WHAT TO DO: Among the entries, find the lines with the string "warn" and report them.

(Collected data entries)
=== Section Start ===
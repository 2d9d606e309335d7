//! Weather terminal firmware for the Raspberry Pi Pico W.
//!
//! Wiring is described in `config.rs`. The CYW43 firmware blobs are not
//! linked into the image; flash them once to the addresses in `config.rs`.

#![no_std]
#![no_main]

use cyw43_pio::{PioSpi, DEFAULT_CLOCK_DIVIDER};
use defmt::{error, info, unwrap, warn};
use embassy_executor::Spawner;
use embassy_net::{Config, StackResources};
use embassy_rp::bind_interrupts;
use embassy_rp::flash::{Async, Flash};
use embassy_rp::gpio::{Flex, Level, Output};
use embassy_rp::peripherals::{DMA_CH0, FLASH, PIO0};
use embassy_rp::pio::{InterruptHandler as PioInterruptHandler, Pio};
use embassy_time::{Delay, Duration, Instant, Ticker};
use static_cell::StaticCell;
use {defmt_rtt as _, panic_probe as _};

use weather_terminal::board::{buzzer_task, AlarmFlag, FlexPort};
use weather_terminal::config::{
    BUSY_POLL_LIMIT, CYW43_CLM_ADDRESS, CYW43_CLM_LEN, CYW43_FW_ADDRESS, CYW43_FW_LEN,
    DISPLAY_PINS, FLASH_SIZE, KEYPAD_PINS, KEY_MATRIX, MAIN_LOOP_PERIOD_MS,
};
use weather_terminal::display::{BusyPolicy, CharacterDisplay};
use weather_terminal::keypad::Keypad;
use weather_terminal::net::Station;
use weather_terminal::storage;
use weather_terminal::ui::Ui;

bind_interrupts!(struct Irqs {
    PIO0_IRQ_0 => PioInterruptHandler<PIO0>;
});

#[embassy_executor::task]
async fn cyw43_task(
    runner: cyw43::Runner<'static, Output<'static>, PioSpi<'static, PIO0, 0, DMA_CH0>>,
) -> ! {
    runner.run().await
}

#[embassy_executor::task]
async fn net_task(mut runner: embassy_net::Runner<'static, cyw43::NetDriver<'static>>) -> ! {
    runner.run().await
}

#[embassy_executor::main]
async fn main(spawner: Spawner) {
    info!("Weather terminal starting");
    let p = embassy_rp::init(Default::default());

    // ── Wi-Fi ──────────────────────────────────────────────────────────
    //   PIN_23: CYW43 power
    //   PIN_24: CYW43 SPI data
    //   PIN_25: CYW43 SPI CS
    //   PIN_29: CYW43 SPI clock
    let fw = unsafe { core::slice::from_raw_parts(CYW43_FW_ADDRESS as *const u8, CYW43_FW_LEN) };
    let clm = unsafe { core::slice::from_raw_parts(CYW43_CLM_ADDRESS as *const u8, CYW43_CLM_LEN) };

    let pwr = Output::new(p.PIN_23, Level::Low);
    let cs = Output::new(p.PIN_25, Level::High);
    let mut pio = Pio::new(p.PIO0, Irqs);
    let spi = PioSpi::new(
        &mut pio.common,
        pio.sm0,
        DEFAULT_CLOCK_DIVIDER,
        pio.irq0,
        cs,
        p.PIN_24,
        p.PIN_29,
        p.DMA_CH0,
    );

    static STATE: StaticCell<cyw43::State> = StaticCell::new();
    let state = STATE.init(cyw43::State::new());
    let (net_device, mut control, runner) = cyw43::new(state, pwr, spi, fw).await;
    unwrap!(spawner.spawn(cyw43_task(runner)));

    control.init(clm).await;
    control
        .set_power_management(cyw43::PowerManagementMode::PowerSave)
        .await;

    static RESOURCES: StaticCell<StackResources<3>> = StaticCell::new();
    let seed = 0x5eed_d15b_1a7e_2025;
    let (stack, runner) = embassy_net::new(
        net_device,
        Config::dhcpv4(Default::default()),
        RESOURCES.init(StackResources::new()),
        seed,
    );
    unwrap!(spawner.spawn(net_task(runner)));

    // ── Buzzer ─────────────────────────────────────────────────────────
    unwrap!(spawner.spawn(buzzer_task(Output::new(p.PIN_15, Level::Low))));

    // ── Display (GP2..GP12) ───────────────────────────────────────────
    let mut lcd_port = FlexPort::new();
    lcd_port.attach(DISPLAY_PINS.rs, Flex::new(p.PIN_2));
    lcd_port.attach(DISPLAY_PINS.rw, Flex::new(p.PIN_3));
    lcd_port.attach(DISPLAY_PINS.en, Flex::new(p.PIN_4));
    lcd_port.attach(DISPLAY_PINS.data[0], Flex::new(p.PIN_5));
    lcd_port.attach(DISPLAY_PINS.data[1], Flex::new(p.PIN_6));
    lcd_port.attach(DISPLAY_PINS.data[2], Flex::new(p.PIN_7));
    lcd_port.attach(DISPLAY_PINS.data[3], Flex::new(p.PIN_8));
    lcd_port.attach(DISPLAY_PINS.data[4], Flex::new(p.PIN_9));
    lcd_port.attach(DISPLAY_PINS.data[5], Flex::new(p.PIN_10));
    lcd_port.attach(DISPLAY_PINS.data[6], Flex::new(p.PIN_11));
    lcd_port.attach(DISPLAY_PINS.data[7], Flex::new(p.PIN_12));

    let display = unwrap!(CharacterDisplay::initialize(
        lcd_port,
        Delay,
        DISPLAY_PINS,
        BusyPolicy::Bounded(BUSY_POLL_LIMIT),
    ));

    // ── Keypad (rows GP16..GP19, columns GP20..GP22) ────────────────────
    let mut keypad_port = FlexPort::new();
    keypad_port.attach(KEYPAD_PINS.rows[0], Flex::new(p.PIN_16));
    keypad_port.attach(KEYPAD_PINS.rows[1], Flex::new(p.PIN_17));
    keypad_port.attach(KEYPAD_PINS.rows[2], Flex::new(p.PIN_18));
    keypad_port.attach(KEYPAD_PINS.rows[3], Flex::new(p.PIN_19));
    keypad_port.attach(KEYPAD_PINS.cols[0], Flex::new(p.PIN_20));
    keypad_port.attach(KEYPAD_PINS.cols[1], Flex::new(p.PIN_21));
    keypad_port.attach(KEYPAD_PINS.cols[2], Flex::new(p.PIN_22));
    let mut keypad = Keypad::new(keypad_port, Delay, KEYPAD_PINS, KEY_MATRIX);

    // ── Thresholds ──────────────────────────────────────────────────────
    let mut flash: Flash<'_, FLASH, Async, FLASH_SIZE> = Flash::new(p.FLASH, p.DMA_CH1);

    let mut ui = Ui::new(display, Station::new(control, stack), AlarmFlag, Delay);
    match storage::load_from_flash(&mut flash).await {
        Ok(Some(settings)) => ui.load_settings(settings),
        Ok(None) => {}
        Err(e) => warn!("Using default thresholds: {}", e),
    }

    if let Err(e) = ui.start(Instant::now().as_millis()) {
        error!("Welcome page failed: {}", e);
    }
    info!("Weather terminal ready");

    let mut ticker = Ticker::every(Duration::from_millis(MAIN_LOOP_PERIOD_MS));
    loop {
        let key = keypad.poll_key();
        if let Err(e) = ui.step(key, Instant::now().as_millis()).await {
            error!("UI step failed: {}", e);
        }

        if ui.take_settings_dirty() {
            if let Err(e) = storage::save_to_flash(&mut flash, ui.settings()).await {
                error!("Saving thresholds failed: {}", e);
            }
        }

        ticker.next().await;
    }
}
//! Application-wide constants and compile-time configuration.
//!
//! All hardware pin assignments, timing parameters, and protocol
//! constants live here so they can be tuned in one place.

use crate::display::pins::DisplayPinConfig;
use crate::keypad::{KeyMatrix, KeypadPinConfig};

// GPIO pin assignments (Pico W defaults)
//
// These are logical GPIO numbers; `main.rs` binds the matching
// `embassy_rp::peripherals::PIN_*` to each one.  Adjust for your PCB.
//
//   LCD RS         → GP2
//   LCD RW         → GP3
//   LCD EN         → GP4
//   LCD DB0..DB7   → GP5..GP12
//   Keypad rows    → GP16..GP19 (pulled down)
//   Keypad columns → GP20..GP22 (driven)
//   Buzzer         → GP15

/// Character display wiring (8-bit parallel interface).
pub const DISPLAY_PINS: DisplayPinConfig = DisplayPinConfig {
    rs: 2,
    rw: 3,
    en: 4,
    data: [5, 6, 7, 8, 9, 10, 11, 12],
};

/// 4x3 keypad wiring.
pub const KEYPAD_PINS: KeypadPinConfig = KeypadPinConfig {
    rows: [16, 17, 18, 19],
    cols: [20, 21, 22],
};

/// Buzzer output pin.
pub const BUZZER_PIN: u8 = 15;

/// Symbols printed on the keypad, indexed `[row][column]`.
pub const KEY_MATRIX: KeyMatrix = [
    ['1', '2', '3'],
    ['4', '5', '6'],
    ['7', '8', '9'],
    ['*', '0', '#'],
];

// Button bindings (keypad symbols)

pub const KEY_UP: char = '2';
pub const KEY_DOWN: char = '8';
pub const KEY_SELECT: char = '#';
pub const KEY_BACK: char = '*';
pub const KEY_MUTE: char = '0';
/// Data page only: request a fresh snapshot immediately.
pub const KEY_REFRESH: char = '3';

// Display controller timing & geometry

/// Settle time around every enable edge (µs).
pub const BUS_SETTLE_US: u32 = 1;

/// Status reads allowed before a write gives up with `DisplayTimeout`.
/// The controller's slowest instruction (clear) takes ~1.5 ms.
pub const BUSY_POLL_LIMIT: u32 = 10_000;

/// Internal DDRAM cells (two logical rows).
pub const DDRAM_SIZE: u8 = 80;

/// DDRAM cells per logical row; also the display-position modulus.
pub const ROW_LENGTH: u8 = 40;

/// Columns visible on the 16x2 glass.
pub const VISIBLE_COLUMNS: usize = 16;

// Keypad

/// Settle time after driving a column before sampling the rows (µs).
pub const KEYPAD_SETTLE_US: u32 = 10;

// UI timing

/// How long "Connected" / "Failed to connect" stays on screen (ms).
pub const MESSAGE_HOLD_MS: u32 = 5_000;

/// Data requests issued right after a successful Wi-Fi join.
pub const CONNECT_FETCH_ATTEMPTS: u8 = 3;

/// Pause between those post-connect attempts (ms).
pub const CONNECT_FETCH_SPACING_MS: u32 = 1_000;

/// Periodic data refresh while the Wi-Fi link is up (ms).
pub const FETCH_INTERVAL_MS: u64 = 60_000;

/// Enable automatic display power-off after inactivity.
pub const SCREEN_AUTO_OFF_ENABLED: bool = true;

/// Inactivity timeout before the display is powered off (ms).
pub const SCREEN_AUTO_OFF_TIMEOUT_MS: u64 = 120_000;

/// Main loop pacing (ms); keeps the Wi-Fi runner and buzzer task fed.
pub const MAIN_LOOP_PERIOD_MS: u64 = 10;

// Buzzer

/// Half period of the alarm tone (µs). 1136 µs ≈ 440 Hz.
pub const BUZZER_HALF_PERIOD_US: u64 = 1_136;

// Weather server

/// Server hosting the latest station snapshot.
pub const SERVER_ADDRESS: [u8; 4] = [217, 160, 149, 219];
pub const SERVER_PORT: u16 = 80;
pub const SERVER_PATH: &str = "/WeatherStation/latest/";

/// Socket timeout for a single request (ms).
pub const SERVER_TIMEOUT_MS: u64 = 5_000;

/// Maximum number of scanned networks kept for the Wi-Fi page.
pub const MAX_NETWORKS: usize = 8;

/// Time allowed for DHCP after a successful join (ms).
pub const DHCP_TIMEOUT_MS: u64 = 10_000;

// CYW43 firmware (flashed separately with probe-rs)
//
//   probe-rs download 43439A0.bin --binary-format bin --chip RP2040 --base-address 0x10100000
//   probe-rs download 43439A0_clm.bin --binary-format bin --chip RP2040 --base-address 0x10140000

pub const CYW43_FW_ADDRESS: usize = 0x1010_0000;
pub const CYW43_FW_LEN: usize = 230_321;
pub const CYW43_CLM_ADDRESS: usize = 0x1014_0000;
pub const CYW43_CLM_LEN: usize = 4_752;

// Threshold storage

/// Size of the on-board QSPI flash.
pub const FLASH_SIZE: usize = 2 * 1024 * 1024;

/// Flash offsets (from the start of flash) reserved for threshold storage.
/// Four 4 KB sectors at the very end, clear of the CYW43 blobs.
pub const STORAGE_FLASH_START: u32 = 0x001F_C000;
pub const STORAGE_FLASH_END: u32 = 0x0020_0000;
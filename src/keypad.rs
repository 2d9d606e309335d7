//! 4x3 matrix keypad scanner.
//!
//! Columns are driven high one at a time and the rows (pulled down) are
//! sampled with a single masked port read. A key is reported only on its
//! rising edge, so holding a key yields exactly one event.

use crate::config::KEYPAD_SETTLE_US;
use crate::gpio::{pin_bit, GpioPort};
use embedded_hal::delay::DelayNs;

pub const ROWS: usize = 4;
pub const COLUMNS: usize = 3;

/// Character reported for each (row, column) position.
pub type KeyMatrix = [[char; COLUMNS]; ROWS];

/// GPIO numbers of the matrix lines.
#[derive(Clone, Copy, Debug, PartialEq, Eq)]
#[cfg_attr(feature = "defmt", derive(defmt::Format))]
pub struct KeypadPinConfig {
    pub rows: [u8; ROWS],
    pub cols: [u8; COLUMNS],
}

impl KeypadPinConfig {
    pub fn row_mask(&self) -> u32 {
        self.rows.iter().fold(0, |mask, &pin| mask | pin_bit(pin))
    }

    pub fn col_mask(&self) -> u32 {
        self.cols.iter().fold(0, |mask, &pin| mask | pin_bit(pin))
    }
}

type Snapshot = [[bool; COLUMNS]; ROWS];

pub struct Keypad<P, D> {
    port: P,
    delay: D,
    pins: KeypadPinConfig,
    row_mask: u32,
    matrix: KeyMatrix,
    previous: Snapshot,
}

impl<P, D> Keypad<P, D>
where
    P: GpioPort,
    D: DelayNs,
{
    /// Pull the rows down and drive every column low.
    pub fn new(mut port: P, delay: D, pins: KeypadPinConfig, matrix: KeyMatrix) -> Self {
        for &row in &pins.rows {
            port.pull_down(row);
        }
        port.set_dir_in_masked(pins.row_mask());

        let col_mask = pins.col_mask();
        port.put_masked(col_mask, 0);
        port.set_dir_out_masked(col_mask);

        debug!("Keypad ready");
        Self {
            port,
            delay,
            row_mask: pins.row_mask(),
            pins,
            matrix,
            previous: [[false; COLUMNS]; ROWS],
        }
    }

    /// Scan the matrix once and return the key that was newly pressed since
    /// the previous scan, if any.
    ///
    /// Within a column the lowest row wins when several rows read high.
    /// If several keys go down in the same scan, the one found last
    /// (columns outer, rows inner) is reported.
    pub fn poll_key(&mut self) -> Option<char> {
        let current = self.scan();

        let mut pressed = None;
        for col in 0..COLUMNS {
            for row in 0..ROWS {
                if current[row][col] && !self.previous[row][col] {
                    pressed = Some(self.matrix[row][col]);
                }
            }
        }
        self.previous = current;

        if let Some(key) = pressed {
            debug!("Key pressed: {}", key);
        }
        pressed
    }

    pub fn release(self) -> (P, D) {
        (self.port, self.delay)
    }

    pub fn port_mut(&mut self) -> &mut P {
        &mut self.port
    }

    fn scan(&mut self) -> Snapshot {
        let mut snapshot = [[false; COLUMNS]; ROWS];

        for (col, &col_pin) in self.pins.cols.iter().enumerate() {
            self.port.put(col_pin, true);
            self.delay.delay_us(KEYPAD_SETTLE_US);

            let rows = self.port.get_all() & self.row_mask;
            if let Some(row) = self
                .pins
                .rows
                .iter()
                .position(|&row_pin| rows & pin_bit(row_pin) != 0)
            {
                snapshot[row][col] = true;
            }

            self.port.put(col_pin, false);
        }

        snapshot
    }
}
impl SimController {
    pub fn new(pins: DisplayPinConfig) -> Self {
        Self {
            pins,
            levels: 0,
            outputs: 0,
            ddram: [b' '; DDRAM_SIZE as usize],
            cgram: [0; CGRAM_SIZE],
            address: 0,
            cgram_address: 0,
            cgram_selected: false,
            increment: true,
            follow: false,
            window: 0,
            power: false,
            cursor: false,
            blink: false,
            function: None,
            busy_reads: 0,
            busy_remaining: 0,
            stuck: false,
            stall: None,
            instructions: Vec::new(),
            history: Vec::new(),
            violations: 0,
        }
    }

    /// Report busy for this many status reads after every accepted write.
    pub fn set_busy_reads(&mut self, reads: u32) {
        self.busy_reads = reads;
    }

    /// Hold the busy flag forever, like an unpowered or miswired controller.
    pub fn set_stuck(&mut self, stuck: bool) {
        self.stuck = stuck;
    }

    /// After `writes` more accepted writes, hold the busy flag for `reads`
    /// status reads once.
    pub fn stall_after_writes(&mut self, writes: u32, reads: u32) {
        self.stall = Some((writes, reads));
    }

    /// Instruction bytes written so far, oldest first (first 256 only).
    pub fn instructions(&self) -> &[u8] {
        &self.instructions
    }

    /// Screens wiped by a clear instruction, oldest first (last 16 only).
    /// Blank screens are skipped.
    pub fn cleared_screens(&self) -> &[Screen] {
        &self.history
    }

    pub fn clear_log(&mut self) {
        self.instructions.clear();
        self.history.clear();
    }

    pub fn protocol_violations(&self) -> u32 {
        self.violations
    }

    pub fn cell(&self, address: u8) -> u8 {
        self.ddram[(address % DDRAM_SIZE) as usize]
    }

    /// Eight rows of CGRAM glyph `slot`.
    pub fn glyph(&self, slot: u8) -> [u8; 8] {
        let start = (slot as usize & 0x07) * 8;
        let mut rows = [0; 8];
        rows.copy_from_slice(&self.cgram[start..start + 8]);
        rows
    }

    /// Text of a 40-cell DDRAM row with trailing blanks removed.
    /// Non-printable cells read as `?`.
    pub fn line(&self, row: u8) -> String<40> {
        let start = (row % 2) as usize * ROW_LENGTH as usize;
        let mut text = String::new();
        for &cell in &self.ddram[start..start + ROW_LENGTH as usize] {
            let c = if (0x20..0x7F).contains(&cell) { cell as char } else { '?' };
            let _ = text.push(c);
        }
        let trimmed = text.trim_end().len();
        text.truncate(trimmed);
        text
    }

    pub fn address(&self) -> u8 {
        self.address
    }

    pub fn window(&self) -> u8 {
        self.window
    }

    pub fn is_on(&self) -> bool {
        self.power
    }

    pub fn cursor_visible(&self) -> bool {
        self.cursor
    }

    pub fn blinking(&self) -> bool {
        self.blink
    }

    /// Last function-set byte, if any.
    pub fn function(&self) -> Option<u8> {
        self.function
    }

    fn level(&self, pin: u8) -> bool {
        self.levels & pin_bit(pin) != 0
    }

    fn busy_now(&self) -> bool {
        self.stuck || self.busy_remaining > 0
    }

    fn set_levels(&mut self, levels: u32) {
        let en = pin_bit(self.pins.en);
        let rising = self.levels & en == 0 && levels & en != 0;
        let falling = self.levels & en != 0 && levels & en == 0;
        self.levels = levels;

        if rising && self.level(self.pins.rw) {
            self.present();
        }
        if falling && !self.level(self.pins.rw) {
            self.latch();
        }
    }

    /// Rising enable edge with RW high: drive the data lines.
    fn present(&mut self) {
        let data_mask = self.pins.data_mask();
        if self.outputs & data_mask != 0 {
            self.violations += 1;
        }

        let byte = if self.level(self.pins.rs) {
            self.read_data()
        } else {
            self.status()
        };
        self.levels = (self.levels & !data_mask) | self.pins.pack(byte);
    }

    fn status(&mut self) -> u8 {
        let busy = self.busy_now();
        if self.busy_remaining > 0 {
            self.busy_remaining -= 1;
        }
        let counter = if self.cgram_selected { self.cgram_address } else { self.address };
        (busy as u8) << 7 | (counter & 0x7F)
    }

    fn read_data(&mut self) -> u8 {
        if self.cgram_selected {
            let byte = self.cgram[self.cgram_address as usize];
            self.step_cgram();
            byte
        } else {
            let byte = self.ddram[self.address as usize];
            self.step_ddram();
            byte
        }
    }

    /// Falling enable edge with RW low: take the byte on the data lines.
    fn latch(&mut self) {
        let data_mask = self.pins.data_mask();
        if self.outputs & data_mask != data_mask || self.busy_now() {
            self.violations += 1;
            return;
        }

        let byte = self.pins.extract(self.levels);
        if self.level(self.pins.rs) {
            self.write_data(byte);
        } else {
            let _ = self.instructions.push(byte);
            self.execute(byte);
        }
        self.busy_remaining = self.busy_reads;
        match self.stall {
            Some((writes, reads)) if writes <= 1 => {
                self.busy_remaining = reads;
                self.stall = None;
            }
            Some((writes, reads)) => self.stall = Some((writes - 1, reads)),
            None => {}
        }
    }

    fn write_data(&mut self, byte: u8) {
        if self.cgram_selected {
            self.cgram[self.cgram_address as usize] = byte;
            self.step_cgram();
        } else {
            self.ddram[self.address as usize] = byte;
            self.step_ddram();
            if self.follow {
                self.window = step(self.window, self.increment, ROW_LENGTH);
            }
        }
    }

    fn step_ddram(&mut self) {
        self.address = step(self.address, self.increment, DDRAM_SIZE);
    }

    fn remember_screen(&mut self) {
        let screen = (self.line(0), self.line(1));
        if screen.0.is_empty() && screen.1.is_empty() {
            return;
        }
        if self.history.is_full() {
            self.history.remove(0);
        }
        let _ = self.history.push(screen);
    }

    fn step_cgram(&mut self) {
        self.cgram_address = step(self.cgram_address, self.increment, CGRAM_SIZE as u8);
    }

    fn execute(&mut self, byte: u8) {
        match byte.leading_zeros() {
            0 => {
                self.address = (byte & 0x7F) % DDRAM_SIZE;
                self.cgram_selected = false;
            }
            1 => {
                self.cgram_address = byte & 0x3F;
                self.cgram_selected = true;
            }
            2 => self.function = Some(byte),
            3 => {
                let right = byte & 0x04 != 0;
                if byte & 0x08 != 0 {
                    self.window = step(self.window, right, ROW_LENGTH);
                } else {
                    self.address = step(self.address, right, DDRAM_SIZE);
                }
            }
            4 => {
                self.power = byte & 0x04 != 0;
                self.cursor = byte & 0x02 != 0;
                self.blink = byte & 0x01 != 0;
            }
            5 => {
                self.increment = byte & 0x02 != 0;
                self.follow = byte & 0x01 != 0;
            }
            6 => {
                self.address = 0;
                self.window = 0;
                self.cgram_selected = false;
            }
            7 => {
                self.remember_screen();
                self.ddram = [b' '; DDRAM_SIZE as usize];
                self.address = 0;
                self.window = 0;
                self.increment = true;
                self.cgram_selected = false;
            }
            _ => {}
        }
    }
}

fn step(value: u8, forward: bool, modulus: u8) -> u8 {
    if forward {
        (value + 1) % modulus
    } else {
        (value + modulus - 1) % modulus
    }
}
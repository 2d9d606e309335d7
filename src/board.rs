//! RP2040 bindings: GPIO port over `Flex` pins and the buzzer driver.

use core::sync::atomic::{AtomicBool, Ordering};

use embassy_rp::gpio::{Flex, Level, Output, Pull};
use embassy_time::{Duration, Ticker, Timer};

use crate::config::BUZZER_HALF_PERIOD_US;
use crate::gpio::{pin_bit, GpioPort};
use crate::link::AlarmOutput;

/// Bank 0 user GPIOs.
const GPIO_COUNT: usize = 30;

/// Port built from individually claimed pins, addressed by GPIO number.
/// Operations on pins that were never attached are ignored and read low.
pub struct FlexPort {
    pins: [Option<Flex<'static>>; GPIO_COUNT],
}

impl FlexPort {
    pub fn new() -> Self {
        Self {
            pins: [const { None }; GPIO_COUNT],
        }
    }

    /// Bind `flex` as GPIO `gpio`.
    pub fn attach(&mut self, gpio: u8, flex: Flex<'static>) {
        if let Some(slot) = self.pins.get_mut(gpio as usize) {
            *slot = Some(flex);
        } else {
            warn!("GPIO {} out of range", gpio);
        }
    }

    fn pin(&mut self, gpio: u8) -> Option<&mut Flex<'static>> {
        self.pins.get_mut(gpio as usize).and_then(Option::as_mut)
    }

    fn each_in(&mut self, mask: u32, mut f: impl FnMut(u8, &mut Flex<'static>)) {
        for (gpio, slot) in self.pins.iter_mut().enumerate() {
            if let Some(flex) = slot {
                if mask & pin_bit(gpio as u8) != 0 {
                    f(gpio as u8, flex);
                }
            }
        }
    }
}

impl Default for FlexPort {
    fn default() -> Self {
        Self::new()
    }
}

impl GpioPort for FlexPort {
    fn put(&mut self, pin: u8, high: bool) {
        if let Some(flex) = self.pin(pin) {
            flex.set_level(Level::from(high));
        }
    }

    fn put_masked(&mut self, mask: u32, value: u32) {
        self.each_in(mask, |gpio, flex| {
            flex.set_level(Level::from(value & pin_bit(gpio) != 0));
        });
    }

    fn get_all(&mut self) -> u32 {
        let mut word = 0;
        self.each_in(u32::MAX, |gpio, flex| {
            if flex.is_high() {
                word |= pin_bit(gpio);
            }
        });
        word
    }

    fn set_dir_out_masked(&mut self, mask: u32) {
        self.each_in(mask, |_, flex| flex.set_as_output());
    }

    fn set_dir_in_masked(&mut self, mask: u32) {
        self.each_in(mask, |_, flex| flex.set_as_input());
    }

    fn pull_down(&mut self, pin: u8) {
        if let Some(flex) = self.pin(pin) {
            flex.set_pull(Pull::Down);
        }
    }
}

/// Alarm flag shared with [`buzzer_task`]. Written only by the UI.
pub static ALARM: AtomicBool = AtomicBool::new(false);

/// [`AlarmOutput`] that sets the shared flag.
pub struct AlarmFlag;

impl AlarmOutput for AlarmFlag {
    fn set_alarm_output(&mut self, on: bool) {
        ALARM.store(on, Ordering::Relaxed);
    }
}

/// Square wave on the buzzer pin while [`ALARM`] is set.
#[embassy_executor::task]
pub async fn buzzer_task(mut pin: Output<'static>) -> ! {
    let mut ticker = Ticker::every(Duration::from_micros(BUZZER_HALF_PERIOD_US));
    loop {
        if ALARM.load(Ordering::Relaxed) {
            pin.toggle();
            ticker.next().await;
        } else {
            pin.set_low();
            Timer::after_millis(50).await;
            ticker.reset();
        }
    }
}
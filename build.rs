//! Puts `memory.x` (RP2040 flash/RAM layout) on the linker search path and,
//! for the firmware target only, adds the cortex-m-rt, embassy-rp and defmt
//! linker scripts.

use std::env;
use std::fs;
use std::path::PathBuf;

fn main() {
    let out_dir = PathBuf::from(env::var("OUT_DIR").expect("OUT_DIR is set by cargo"));
    fs::copy("memory.x", out_dir.join("memory.x")).expect("memory.x next to Cargo.toml");
    println!("cargo:rustc-link-search={}", out_dir.display());

    // Host test builds link normally.
    let target = env::var("TARGET").unwrap_or_default();
    if target.starts_with("thumbv6m") {
        for arg in ["--nmagic", "-Tlink.x", "-Tlink-rp.x", "-Tdefmt.x"] {
            println!("cargo:rustc-link-arg-bins={arg}");
        }
    }

    println!("cargo:rerun-if-changed=memory.x");
    println!("cargo:rerun-if-changed=build.rs");
}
=== Section End ===
WRITTEN RESPONSE:
use defmt::{error, info, unwrap, warn};
        Err(e) => warn!("Using default thresholds: {}", e),
            warn!("GPIO {} out of range", gpio);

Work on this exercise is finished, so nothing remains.